**WORK REQUEST**
Once you reach the line that holds "let mut by_run: HashMap<i64, Vec<TaskRun>>" in the listing below, output it and every line after it through the line that holds "#[derive(Debug, Clone)]", word for word.

++++

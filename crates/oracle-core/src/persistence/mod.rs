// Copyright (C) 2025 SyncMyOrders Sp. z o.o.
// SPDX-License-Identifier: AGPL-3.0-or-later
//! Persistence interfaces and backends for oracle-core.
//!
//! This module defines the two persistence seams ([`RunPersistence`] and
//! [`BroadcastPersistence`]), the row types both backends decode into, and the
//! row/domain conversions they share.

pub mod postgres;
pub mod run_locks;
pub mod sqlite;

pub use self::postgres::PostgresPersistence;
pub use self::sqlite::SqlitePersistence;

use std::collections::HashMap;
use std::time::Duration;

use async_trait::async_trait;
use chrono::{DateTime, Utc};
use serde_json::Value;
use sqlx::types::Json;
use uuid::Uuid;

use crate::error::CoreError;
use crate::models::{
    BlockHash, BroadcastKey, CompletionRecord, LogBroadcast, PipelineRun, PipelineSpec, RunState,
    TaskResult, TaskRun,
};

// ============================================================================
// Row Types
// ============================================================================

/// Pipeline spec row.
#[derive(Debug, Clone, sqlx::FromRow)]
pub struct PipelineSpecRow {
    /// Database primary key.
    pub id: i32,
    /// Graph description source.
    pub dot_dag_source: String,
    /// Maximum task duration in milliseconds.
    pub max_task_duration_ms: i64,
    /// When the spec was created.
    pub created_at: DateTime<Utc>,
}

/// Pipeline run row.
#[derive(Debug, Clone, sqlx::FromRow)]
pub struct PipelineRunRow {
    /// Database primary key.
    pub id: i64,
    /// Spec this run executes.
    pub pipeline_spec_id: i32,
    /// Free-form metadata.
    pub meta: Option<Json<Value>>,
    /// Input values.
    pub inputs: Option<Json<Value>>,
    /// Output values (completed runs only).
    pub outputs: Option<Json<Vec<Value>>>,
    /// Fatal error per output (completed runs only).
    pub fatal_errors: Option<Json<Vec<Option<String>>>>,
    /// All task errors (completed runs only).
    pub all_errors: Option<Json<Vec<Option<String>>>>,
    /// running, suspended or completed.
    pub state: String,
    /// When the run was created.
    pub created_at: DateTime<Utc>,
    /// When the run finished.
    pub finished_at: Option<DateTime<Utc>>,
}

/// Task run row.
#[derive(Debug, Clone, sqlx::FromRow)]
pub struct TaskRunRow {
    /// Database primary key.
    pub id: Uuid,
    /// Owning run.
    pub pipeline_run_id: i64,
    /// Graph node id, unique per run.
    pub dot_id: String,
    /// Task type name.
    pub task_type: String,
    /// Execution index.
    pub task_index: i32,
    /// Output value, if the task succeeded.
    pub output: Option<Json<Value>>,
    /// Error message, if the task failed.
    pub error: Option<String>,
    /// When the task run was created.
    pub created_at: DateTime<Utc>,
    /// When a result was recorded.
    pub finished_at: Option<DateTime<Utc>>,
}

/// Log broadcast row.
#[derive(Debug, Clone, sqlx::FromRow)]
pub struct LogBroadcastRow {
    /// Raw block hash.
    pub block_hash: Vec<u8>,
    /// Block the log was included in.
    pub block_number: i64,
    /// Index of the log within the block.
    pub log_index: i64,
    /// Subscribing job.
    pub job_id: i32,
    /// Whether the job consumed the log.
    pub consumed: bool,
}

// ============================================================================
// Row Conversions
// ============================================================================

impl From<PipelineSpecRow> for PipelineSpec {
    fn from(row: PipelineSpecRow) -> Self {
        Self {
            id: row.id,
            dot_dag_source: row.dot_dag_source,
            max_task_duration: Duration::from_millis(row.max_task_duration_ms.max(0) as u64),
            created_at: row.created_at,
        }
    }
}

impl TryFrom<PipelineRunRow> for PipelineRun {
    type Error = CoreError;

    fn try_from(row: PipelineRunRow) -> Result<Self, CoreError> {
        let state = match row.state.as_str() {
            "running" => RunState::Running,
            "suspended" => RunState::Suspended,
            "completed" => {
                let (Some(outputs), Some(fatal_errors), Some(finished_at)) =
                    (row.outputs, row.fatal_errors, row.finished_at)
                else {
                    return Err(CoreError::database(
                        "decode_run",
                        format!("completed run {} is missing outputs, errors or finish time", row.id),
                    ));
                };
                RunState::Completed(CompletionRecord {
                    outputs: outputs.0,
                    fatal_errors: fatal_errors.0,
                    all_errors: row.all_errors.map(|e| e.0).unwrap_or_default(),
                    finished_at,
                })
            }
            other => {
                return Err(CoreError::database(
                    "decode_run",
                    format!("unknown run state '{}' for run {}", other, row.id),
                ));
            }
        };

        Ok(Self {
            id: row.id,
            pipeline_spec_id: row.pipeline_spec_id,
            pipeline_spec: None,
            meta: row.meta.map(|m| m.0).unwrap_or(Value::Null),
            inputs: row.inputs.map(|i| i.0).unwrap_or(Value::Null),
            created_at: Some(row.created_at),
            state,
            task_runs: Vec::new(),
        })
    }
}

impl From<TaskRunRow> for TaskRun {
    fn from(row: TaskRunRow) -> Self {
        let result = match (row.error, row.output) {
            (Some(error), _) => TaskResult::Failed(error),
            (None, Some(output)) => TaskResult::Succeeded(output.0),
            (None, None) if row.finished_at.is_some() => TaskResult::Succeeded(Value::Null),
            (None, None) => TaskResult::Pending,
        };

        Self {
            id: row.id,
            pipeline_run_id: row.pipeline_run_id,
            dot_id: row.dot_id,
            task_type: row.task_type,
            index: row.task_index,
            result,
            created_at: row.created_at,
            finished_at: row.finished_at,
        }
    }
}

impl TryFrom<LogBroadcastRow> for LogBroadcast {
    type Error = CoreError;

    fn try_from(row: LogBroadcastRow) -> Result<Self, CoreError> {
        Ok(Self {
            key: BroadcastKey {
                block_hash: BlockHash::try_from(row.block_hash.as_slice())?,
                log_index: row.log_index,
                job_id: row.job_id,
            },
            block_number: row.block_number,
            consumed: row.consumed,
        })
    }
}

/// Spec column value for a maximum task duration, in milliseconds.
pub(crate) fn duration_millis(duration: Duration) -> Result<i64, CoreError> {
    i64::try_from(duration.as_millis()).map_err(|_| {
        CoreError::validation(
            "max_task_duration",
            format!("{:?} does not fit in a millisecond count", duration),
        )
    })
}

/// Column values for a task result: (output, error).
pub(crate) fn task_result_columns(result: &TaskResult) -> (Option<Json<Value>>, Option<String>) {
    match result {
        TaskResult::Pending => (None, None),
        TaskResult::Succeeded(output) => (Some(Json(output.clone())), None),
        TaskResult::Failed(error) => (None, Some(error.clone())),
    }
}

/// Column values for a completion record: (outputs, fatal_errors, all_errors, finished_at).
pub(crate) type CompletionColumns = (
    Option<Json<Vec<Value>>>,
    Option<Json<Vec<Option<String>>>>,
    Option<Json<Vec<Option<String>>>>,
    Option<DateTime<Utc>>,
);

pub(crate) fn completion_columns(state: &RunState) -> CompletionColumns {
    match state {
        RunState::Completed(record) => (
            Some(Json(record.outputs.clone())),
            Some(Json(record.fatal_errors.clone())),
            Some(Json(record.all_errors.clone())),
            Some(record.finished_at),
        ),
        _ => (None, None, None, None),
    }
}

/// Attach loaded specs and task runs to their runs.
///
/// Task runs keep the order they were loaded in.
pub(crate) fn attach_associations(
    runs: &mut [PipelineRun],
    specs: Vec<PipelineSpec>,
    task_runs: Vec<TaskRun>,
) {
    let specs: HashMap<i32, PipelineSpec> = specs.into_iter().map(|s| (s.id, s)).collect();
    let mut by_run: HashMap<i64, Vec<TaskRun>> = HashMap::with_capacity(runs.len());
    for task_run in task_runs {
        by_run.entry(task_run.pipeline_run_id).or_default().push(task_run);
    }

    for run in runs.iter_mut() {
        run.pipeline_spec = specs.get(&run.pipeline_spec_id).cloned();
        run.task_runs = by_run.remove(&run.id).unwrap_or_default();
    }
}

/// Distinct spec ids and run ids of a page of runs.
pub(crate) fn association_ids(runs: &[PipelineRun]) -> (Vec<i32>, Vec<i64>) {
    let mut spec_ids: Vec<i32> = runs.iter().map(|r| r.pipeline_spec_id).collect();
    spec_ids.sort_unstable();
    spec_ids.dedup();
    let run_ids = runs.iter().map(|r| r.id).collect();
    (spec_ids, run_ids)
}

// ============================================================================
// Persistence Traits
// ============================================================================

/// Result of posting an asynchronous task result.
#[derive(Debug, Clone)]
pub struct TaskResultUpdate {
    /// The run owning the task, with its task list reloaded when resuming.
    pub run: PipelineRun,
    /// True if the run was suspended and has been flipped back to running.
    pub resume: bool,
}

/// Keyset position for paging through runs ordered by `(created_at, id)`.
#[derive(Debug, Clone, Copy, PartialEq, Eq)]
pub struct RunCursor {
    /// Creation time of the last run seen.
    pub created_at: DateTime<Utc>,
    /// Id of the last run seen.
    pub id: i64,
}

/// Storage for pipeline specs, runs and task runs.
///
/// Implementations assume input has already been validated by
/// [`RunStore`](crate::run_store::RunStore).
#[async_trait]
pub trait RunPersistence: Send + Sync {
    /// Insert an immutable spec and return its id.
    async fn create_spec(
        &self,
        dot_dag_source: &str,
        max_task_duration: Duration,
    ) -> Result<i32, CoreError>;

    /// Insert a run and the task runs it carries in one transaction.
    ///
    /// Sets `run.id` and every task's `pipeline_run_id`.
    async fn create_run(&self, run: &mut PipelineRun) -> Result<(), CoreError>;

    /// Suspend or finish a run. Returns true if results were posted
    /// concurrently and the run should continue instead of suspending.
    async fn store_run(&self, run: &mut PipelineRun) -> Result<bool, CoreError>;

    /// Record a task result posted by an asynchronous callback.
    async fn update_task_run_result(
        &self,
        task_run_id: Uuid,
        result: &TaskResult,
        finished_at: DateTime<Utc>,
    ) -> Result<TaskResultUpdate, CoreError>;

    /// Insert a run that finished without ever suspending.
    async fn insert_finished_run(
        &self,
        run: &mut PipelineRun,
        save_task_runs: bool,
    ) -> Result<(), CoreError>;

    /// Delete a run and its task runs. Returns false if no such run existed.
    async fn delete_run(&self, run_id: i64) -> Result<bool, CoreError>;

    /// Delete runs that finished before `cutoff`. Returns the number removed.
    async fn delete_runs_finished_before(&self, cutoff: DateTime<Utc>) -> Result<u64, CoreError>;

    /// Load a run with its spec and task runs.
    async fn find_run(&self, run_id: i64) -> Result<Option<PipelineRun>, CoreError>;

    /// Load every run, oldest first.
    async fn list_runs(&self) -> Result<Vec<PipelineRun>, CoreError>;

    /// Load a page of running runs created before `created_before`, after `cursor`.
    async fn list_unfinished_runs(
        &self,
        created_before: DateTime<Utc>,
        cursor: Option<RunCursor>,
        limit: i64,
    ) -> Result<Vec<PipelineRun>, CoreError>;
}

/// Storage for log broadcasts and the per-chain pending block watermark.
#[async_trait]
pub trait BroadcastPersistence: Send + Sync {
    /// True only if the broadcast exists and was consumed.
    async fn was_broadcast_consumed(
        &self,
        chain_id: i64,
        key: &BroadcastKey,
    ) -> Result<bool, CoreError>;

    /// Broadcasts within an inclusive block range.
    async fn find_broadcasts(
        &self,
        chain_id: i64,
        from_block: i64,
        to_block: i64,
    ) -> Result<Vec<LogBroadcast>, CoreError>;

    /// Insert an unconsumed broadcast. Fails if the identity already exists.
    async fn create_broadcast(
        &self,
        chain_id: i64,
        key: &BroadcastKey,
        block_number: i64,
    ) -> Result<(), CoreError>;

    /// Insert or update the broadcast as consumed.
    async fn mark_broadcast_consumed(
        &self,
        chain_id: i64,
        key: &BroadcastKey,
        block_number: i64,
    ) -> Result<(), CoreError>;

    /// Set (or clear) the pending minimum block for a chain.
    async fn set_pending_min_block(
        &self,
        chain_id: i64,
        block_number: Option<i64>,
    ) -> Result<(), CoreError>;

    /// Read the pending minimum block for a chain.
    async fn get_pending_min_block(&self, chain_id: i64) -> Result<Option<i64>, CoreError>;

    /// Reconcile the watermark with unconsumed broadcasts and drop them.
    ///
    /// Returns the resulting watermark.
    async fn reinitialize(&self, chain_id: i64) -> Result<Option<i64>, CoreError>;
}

++++

**ANSWER FOR THIS EXERCISE**
    let mut by_run: HashMap<i64, Vec<TaskRun>> = HashMap::with_capacity(runs.len());
    for task_run in task_runs {
        by_run.entry(task_run.pipeline_run_id).or_default().push(task_run);
    }

    for run in runs.iter_mut() {
        run.pipeline_spec = specs.get(&run.pipeline_spec_id).cloned();
        run.task_runs = by_run.remove(&run.id).unwrap_or_default();
    }
}

/// Distinct spec ids and run ids of a page of runs.
pub(crate) fn association_ids(runs: &[PipelineRun]) -> (Vec<i32>, Vec<i64>) {
    let mut spec_ids: Vec<i32> = runs.iter().map(|r| r.pipeline_spec_id).collect();
    spec_ids.sort_unstable();
    spec_ids.dedup();
    let run_ids = runs.iter().map(|r| r.id).collect();
    (spec_ids, run_ids)
}

// ============================================================================
// Persistence Traits
// ============================================================================

/// Result of posting an asynchronous task result.
#[derive(Debug, Clone)]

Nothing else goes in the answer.